Task goal >> Scan the entries below for the string "named" and copy every line where it turns up.
*** Information supplied Section Begins ***
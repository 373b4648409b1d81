//! Greedy keyword-overlap clustering.
//!
//! Articles are visited once, in input order. Each unassigned article seeds a
//! cluster, and a single forward scan pulls in every later unassigned article
//! sharing a keyword with the cluster. The cluster keyword set grows during
//! that scan, so an article can join through words contributed by a member
//! added moments earlier, while an article the scan already passed never gets
//! a second look. Results therefore depend on input order.

use std::collections::HashSet;
use indexmap::IndexMap;
use nc_core::{Article, Narrative, NarrativeSet, EXCLUDED_REASON};
use tracing::{debug, info};
use crate::keywords::{keywords, qualifying_words};

/// Name of the bucket holding articles no cluster claimed.
pub const OTHER_CATEGORY: &str = "other";

/// What to do when two clusters compute the same category name.
#[derive(Debug, Clone, Copy, Default, PartialEq, Eq)]
pub enum CollisionPolicy {
    /// Later clusters get `_2`, `_3`, ... appended.
    #[default]
    Suffix,
    /// Later clusters replace the earlier entry.
    Overwrite,
}

#[derive(Debug, Clone, Default)]
pub struct ClusterOptions {
    pub collisions: CollisionPolicy,
}

pub fn cluster(articles: &[Article]) -> NarrativeSet {
    cluster_with(articles, &ClusterOptions::default())
}

pub fn cluster_with(articles: &[Article], options: &ClusterOptions) -> NarrativeSet {
    let keyword_sets: Vec<HashSet<String>> = articles.iter().map(|a| keywords(&a.title)).collect();
    let mut assigned = vec![false; articles.len()];
    let mut clusters: Vec<(String, Vec<Article>)> = Vec::new();

    for i in 0..articles.len() {
        if assigned[i] {
            continue;
        }
        assigned[i] = true;
        let mut members = vec![i];
        let mut cluster_keywords = keyword_sets[i].clone();

        for j in (i + 1)..articles.len() {
            if assigned[j] {
                continue;
            }
            if !cluster_keywords.is_empty() && !keyword_sets[j].is_disjoint(&cluster_keywords) {
                members.push(j);
                cluster_keywords.extend(keyword_sets[j].iter().cloned());
                assigned[j] = true;
            }
        }

        let name = category_name(
            members.iter().map(|&m| articles[m].title.as_str()),
            clusters.len(),
        );
        debug!(category = %name, size = members.len(), "Formed cluster");
        clusters.push((name, members.into_iter().map(|m| articles[m].clone()).collect()));
    }

    // Every article seeds or joins a cluster above, so this bucket only
    // fills if the loop is ever changed to skip seeds.
    let leftovers: Vec<Article> = articles
        .iter()
        .zip(&assigned)
        .filter(|(_, used)| !**used)
        .map(|(article, _)| article.clone())
        .collect();
    if !leftovers.is_empty() {
        clusters.push((OTHER_CATEGORY.to_string(), leftovers));
    }

    let named = assign_names(clusters, options.collisions);
    let set = split(named);
    info!(
        articles = articles.len(),
        valid = set.valid_narratives.len(),
        excluded = set.excluded_narratives.len(),
        "Clustered articles into narratives"
    );
    set
}

/// Top two qualifying words across `titles`, by descending count with ties
/// going to the word seen first, joined with `_`.
fn category_name<'a>(titles: impl Iterator<Item = &'a str>, index: usize) -> String {
    let mut counts: IndexMap<String, usize> = IndexMap::new();
    for title in titles {
        for word in qualifying_words(title) {
            *counts.entry(word).or_insert(0) += 1;
        }
    }

    let mut ranked: Vec<(String, usize)> = counts.into_iter().collect();
    // stable sort keeps first-encounter order among equal counts
    ranked.sort_by(|a, b| b.1.cmp(&a.1));
    let top: Vec<String> = ranked.into_iter().take(2).map(|(word, _)| word).collect();

    if top.is_empty() {
        format!("cluster_{}", index)
    } else {
        top.join("_")
    }
}

fn assign_names(
    clusters: Vec<(String, Vec<Article>)>,
    policy: CollisionPolicy,
) -> IndexMap<String, Vec<Article>> {
    let mut named: IndexMap<String, Vec<Article>> = IndexMap::with_capacity(clusters.len());
    for (name, members) in clusters {
        let name = match policy {
            CollisionPolicy::Overwrite => {
                if named.contains_key(&name) {
                    debug!(category = %name, "Category collision, replacing earlier cluster");
                }
                name
            }
            CollisionPolicy::Suffix => {
                let mut candidate = name.clone();
                let mut n = 2;
                while named.contains_key(&candidate) {
                    candidate = format!("{}_{}", name, n);
                    n += 1;
                }
                candidate
            }
        };
        named.insert(name, members);
    }
    named
}

fn split(named: IndexMap<String, Vec<Article>>) -> NarrativeSet {
    let mut set = NarrativeSet::default();
    for (name, members) in named {
        let mut narrative = Narrative::new(members);
        if narrative.is_valid() {
            set.valid_narratives.insert(name, narrative);
        } else {
            narrative.reason = Some(EXCLUDED_REASON.to_string());
            set.excluded_narratives.insert(name, narrative);
        }
    }
    set
}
*** Information supplied Section Ends ***
Task result >>
    let named = assign_names(clusters, options.collisions);
    let set = split(named);
    let mut named: IndexMap<String, Vec<Article>> = IndexMap::with_capacity(clusters.len());
                if named.contains_key(&name) {
                while named.contains_key(&candidate) {
        named.insert(name, members);
    named
fn split(named: IndexMap<String, Vec<Article>>) -> NarrativeSet {
    for (name, members) in named {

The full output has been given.